Risotto, two ways


We sell a beautiful risotto at the restaurant where I work. It's wild mushroom, and served with parmesan shavings and a drizzle of truffle oil. As with anything containing truffles, the smell emanating from the plates is just sublime. It's enough to make me hungry even if I've started my shift feeling full. So, on my only night off and cooking opportunity last week, the craving got the better of me and I just had to make risotto.


I'm still excited by all the peas and broad beans around (how tragic that sounds...oh well), and thought they'd make a more summery risotto than truffles. So I just made a basic risotto (saute a finely chopped onion and two finely chopped garlic cloves in olive oil until soft, add 75g risotto rice per person and a knob of butter, stir for a minute or so and add a glug of white wine, wait until absorbed then add hot chicken stock a ladleful at a time until the rice is cooked but still has a bit of bite) but cooked some broad beans in the stock and then added some pea pods to it for extra pea flavour, and stirred in some fresh thyme, basil and chopped chives at the end. Then in went the cooked broad beans (half of them double-podded, the rest left) and a big bowl of fresh peas, until the peas were cooked. To this I added some bacon that I had cut into little pieces and fried until crispy. Lovely with lots of grated parmesan.
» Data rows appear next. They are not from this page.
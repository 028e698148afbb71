//! Circular arc geometry for the circular mover
//!
//! An arc is a centre, a radius, a start angle and a signed sweep. Positive
//! sweep turns counter-clockwise in playfield coordinates.

use glam::Vec2;

use crate::{cartesian_to_polar, polar_to_cartesian};

/// A circular arc in polar space around `center`
#[derive(Debug, Clone, Copy, PartialEq)]
pub struct CircularArc {
    pub center: Vec2,
    pub radius: f32,
    /// Start angle (radians)
    pub theta_start: f32,
    /// Signed angular sweep (radians)
    pub sweep: f32,
}

impl CircularArc {
    pub fn new(center: Vec2, radius: f32, theta_start: f32, sweep: f32) -> Self {
        Self {
            center,
            radius,
            theta_start,
            sweep,
        }
    }

    /// Half circle from `from` to `to`; `invert` picks the side it bulges to
    pub fn half_circle(from: Vec2, to: Vec2, invert: bool) -> Self {
        let center = (from + to) * 0.5;
        let (radius, theta_start) = cartesian_to_polar(from - center);
        let sweep = if invert {
            std::f32::consts::PI
        } else {
            -std::f32::consts::PI
        };
        Self::new(center, radius, theta_start, sweep)
    }

    /// Arc length
    pub fn length(&self) -> f32 {
        self.radius * self.sweep.abs()
    }

    /// Point at fraction `t` of the sweep
    pub fn point_at(&self, t: f32) -> Vec2 {
        let theta = self.theta_start + self.sweep * t.clamp(0.0, 1.0);
        self.center + polar_to_cartesian(self.radius, theta)
    }

    /// Start point of the arc
    pub fn start(&self) -> Vec2 {
        self.point_at(0.0)
    }

    /// End point of the arc
    pub fn end(&self) -> Vec2 {
        self.point_at(1.0)
    }
}
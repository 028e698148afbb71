//! Per-cursor scheduler
//!
//! Owns one cursor's object queue and walks it as time advances:
//! - before the first object the cursor waits on it (`Idle`)
//! - between objects the mover's transition drives it (`Transitioning`)
//! - during a hold it follows the hold path (`Holding`)
//! - during a spin zone the bound spin drives it (`Spinning`)
//! - after the last object it rests where that object ended (`Idle`)
//!
//! Time passed to [`Scheduler::update`] must never decrease.

use std::rc::Rc;

use glam::Vec2;

use super::cursor::CursorSink;
use super::movers::{Mover, Transition, Waypoint};
use super::spinners::{Spin, SpinKind};
use crate::beatmap::{HitObject, ObjectKind};
use crate::settings::SpinnerSettings;

/// What the scheduler is doing at the last update
#[derive(Debug, Clone, Copy, PartialEq, Eq, Default)]
pub enum SchedulerState {
    #[default]
    Idle,
    Transitioning,
    Holding,
    Spinning,
}

/// The one strategy instance live at a time
#[derive(Debug, Clone)]
enum Active {
    None,
    /// Path into the object at `index`
    Transition { index: usize, transition: Transition },
    /// Spin for the zone at `index`
    Spin { index: usize, spin: Spin },
}

#[derive(Debug, Clone)]
pub struct Scheduler {
    mover: Mover,
    spin_kind: SpinKind,
    spin_settings: SpinnerSettings,
    queue: Vec<Rc<HitObject>>,
    /// Next object not yet fully passed
    index: usize,
    /// Highest index whose incoming transition has been fed to the mover
    moved_until: usize,
    active: Active,
    state: SchedulerState,
    position: Vec2,
    last_time: f64,
}

impl Scheduler {
    pub fn new(mover: Mover) -> Self {
        Self {
            mover,
            spin_kind: SpinKind::default(),
            spin_settings: SpinnerSettings::default(),
            queue: Vec::new(),
            index: 0,
            moved_until: 0,
            active: Active::None,
            state: SchedulerState::Idle,
            position: Vec2::ZERO,
            last_time: f64::NEG_INFINITY,
        }
    }

    /// Bind a queue and spin strategy, resetting progress
    pub fn init(&mut self, queue: Vec<Rc<HitObject>>, spin_kind: SpinKind, spin_settings: SpinnerSettings) {
        debug_assert!(
            queue.windows(2).all(|w| w[0].start_time <= w[1].start_time),
            "scheduler queue must be time-ordered"
        );
        self.queue = queue;
        self.spin_kind = spin_kind;
        self.spin_settings = spin_settings;
        self.index = 0;
        self.moved_until = 0;
        self.active = Active::None;
        self.state = SchedulerState::Idle;
        self.last_time = f64::NEG_INFINITY;
        self.mover.reset();
        self.position = match self.queue.first() {
            Some(_) => self.entry(0).pos,
            None => Vec2::ZERO,
        };
    }

    pub fn state(&self) -> SchedulerState {
        self.state
    }

    pub fn current_index(&self) -> usize {
        self.index
    }

    pub fn position(&self) -> Vec2 {
        self.position
    }

    pub fn queue(&self) -> &[Rc<HitObject>] {
        &self.queue
    }

    pub fn mover(&self) -> &Mover {
        &self.mover
    }

    pub fn spin_kind(&self) -> SpinKind {
        self.spin_kind
    }

    /// Recompute the position for `time` and write it to `sink`
    pub fn update(&mut self, time: f64, sink: &mut impl CursorSink) -> Vec2 {
        debug_assert!(
            time >= self.last_time,
            "scheduler time went backwards: {} -> {}",
            self.last_time,
            time
        );
        self.last_time = time;

        while self.index < self.queue.len() && self.queue[self.index].end_time <= time {
            self.index += 1;
        }

        let position = if self.queue.is_empty() {
            self.active = Active::None;
            self.state = SchedulerState::Idle;
            Vec2::ZERO
        } else if self.index >= self.queue.len() {
            self.active = Active::None;
            self.state = SchedulerState::Idle;
            self.exit(self.queue.len() - 1).pos
        } else if self.queue[self.index].start_time > time {
            if self.index == 0 {
                self.active = Active::None;
                self.state = SchedulerState::Idle;
                self.entry(0).pos
            } else {
                self.state = SchedulerState::Transitioning;
                self.transition_position(self.index, time)
            }
        } else {
            let obj = Rc::clone(&self.queue[self.index]);
            match &obj.kind {
                ObjectKind::SpinZone { .. } => {
                    self.state = SchedulerState::Spinning;
                    self.spin_position(self.index, time)
                }
                ObjectKind::Hold { .. } | ObjectKind::Point { .. } => {
                    self.active = Active::None;
                    self.state = SchedulerState::Holding;
                    obj.position_at(time)
                }
            }
        };

        self.position = position;
        sink.set_pos(position);
        position
    }

    fn bind_spin(&self, index: usize) -> Spin {
        self.spin_kind.bind(&self.queue[index], &self.spin_settings)
    }

    /// Entry waypoint of the object at `index`
    fn entry(&self, index: usize) -> Waypoint {
        let obj = &self.queue[index];
        if obj.is_spin_zone() {
            self.bind_spin(index).entry()
        } else {
            Waypoint::entry(obj)
        }
    }

    /// Exit waypoint of the object at `index`
    fn exit(&self, index: usize) -> Waypoint {
        let obj = &self.queue[index];
        if obj.is_spin_zone() {
            self.bind_spin(index).exit()
        } else {
            Waypoint::exit(obj)
        }
    }

    /// Position at `time` on the transition from object `index - 1` into `index`
    ///
    /// Every skipped pair is still fed to the mover in order, so the mover's
    /// memory does not depend on how coarse the updates were.
    fn transition_position(&mut self, index: usize, time: f64) -> Vec2 {
        if let Active::Transition { index: i, transition } = &self.active {
            if *i == index {
                return transition.position_at(time);
            }
        }

        let mut built = None;
        for k in (self.moved_until + 1).max(1)..=index {
            let (from, to) = (self.exit(k - 1), self.entry(k));
            built = Some(self.mover.transition(from, to));
        }
        self.moved_until = self.moved_until.max(index);
        // Already fed (only possible after re-entering the same index)
        let transition = built.unwrap_or_else(|| {
            let (from, to) = (self.exit(index - 1), self.entry(index));
            self.mover.clone().transition(from, to)
        });
        let position = transition.position_at(time);
        self.active = Active::Transition { index, transition };
        position
    }

    /// Position at `time` inside the spin zone at `index`
    fn spin_position(&mut self, index: usize, time: f64) -> Vec2 {
        if let Active::Spin { index: i, spin } = &self.active {
            if *i == index {
                return spin.position_at(time);
            }
        }

        let spin = self.bind_spin(index);
        log::trace!("Spinning on object {} with {}", self.queue[index].id, self.spin_kind.as_str());
        let position = spin.position_at(time);
        self.active = Active::Spin { index, spin };
        position
    }
}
Cold risotto is not one of the most appealing leftovers; no matter what method you use, it never really reheats very well. The alternative, however, is excellent: shape balls of risotto with your hands into little cakes, coat in beaten egg and dip in breadcrumbs, then shallow fry until crispy on the outside and soft and gooey in the middle. The Sicilians call their version of this arancini because they look like oranges: they shape rice into balls and deep fry, often putting some sort of filling like mince or chopped mushrooms in the middle. I ate one in Palermo that was almost the size of my head. It was the messiest thing I have ever eaten, given that I had only one flimsy paper napkin with which to stem the flow of oil emanating from it, but it was delicious.


You can stuff the risotto cakes with pieces of mozzarella, or other melting cheese, or whatever you like, really, depending on the flavour of the original risotto. I left mine as it was, but put some ham and parmesan shavings on top. Broad beans, ham and parmesan: perfect combination. I love the crispy coating that forms on the outside of the cakes in contrast with the soft centre. Yum.